Role in Identifying ROSC
There are compelling data demonstrating the value of capnography to identify ROSC. The sudden increase in cardiac output with ROSC results in increased pulmonary circulation, and thus more CO2 offload from the lungs. An abrupt rise in ETCO2 has high specificity, albeit low sensitivity, for diagnosing ROSC (Citation97,Citation98). Studies have suggested that a sudden rise of approximately 10 mmHg or more is suggestive of ROSC (Citation99,Citation100). However, precise increments or absolute thresholds to determine ROSC are not feasible due to variability in resuscitation factors including the etiology of arrest, rate of ventilation, and effectiveness of preceding chest compressions, as well as the cardiac output once ROSC is obtained (Citation81–83, Citation101,Citation102).
Role in Determining Prognosis
The prognostic capability of waveform capnography is promising. Several observational analyses have aimed to predict the likelihood of achieving ROSC and hospital survival using ETCO2 at various timepoints during the arrest and following ROSC (Citation103–107). No change in ETCO2 levels or absolute thresholds can definitively predict ROSC or neurologically intact survival.

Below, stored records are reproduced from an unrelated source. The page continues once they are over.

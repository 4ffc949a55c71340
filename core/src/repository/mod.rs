pub mod file;
pub mod lock;
pub mod memory;
pub mod traits;

// Re-export
pub use file::FileTodoRepository;
pub use lock::StoreLock;
pub use memory::MemoryTodoRepository;
pub use traits::TodoRepository;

Capnography may help to signal re-arrest. If the ETCO2 precipitously drops, this may indicate a drop in cardiac output, or complete failure of the ventricles to contract; however, other causes of a sudden drop in ETCO2 (e.g., airway dislodgement) must also be considered (Citation84, Citation108,Citation109).
Finally, ETCO2 may be one tool to help inform the decision for termination of resuscitation (TOR) due to futility, although the exact threshold and timing of measurement are unclear. A 2018 systematic review with significant heterogeneity between studies revealed that in 215 patients there was a 0.5% chance of ROSC if the ETCO2 was less than 10 mmHg following 20 minutes of CPR (Citation110). Other investigators have identified that in the absence of endotracheal tube dislodgement or obstruction, an ETCO2 less than 10 mmHg, 3 minutes following ETI, is associated with low rates of ROSC (Citation111,Citation112). For ETCO2 to be used alone in TOR decisions, it must have a sensitivity approaching 100% for predicting ROSC. Given the numerous factors that can influence ETCO2, the prognostic capability of ETCO2 for determining futility of ongoing resuscitation remains controversial and should not be the sole deciding factor for TOR.
Future Research
There is a need for future research to define the full potential of capnography in the management of adult OHCA, including accurately measuring ETCO2 via BVM, identifying the optimal ETCO2 threshold to determine futility of ongoing resuscitation, managing persistent arrest when ETCO2 values are elevated (>20 mmHg), and optimizing response to defibrillation by timing shocks based on end-tidal waveform (Citation94–96).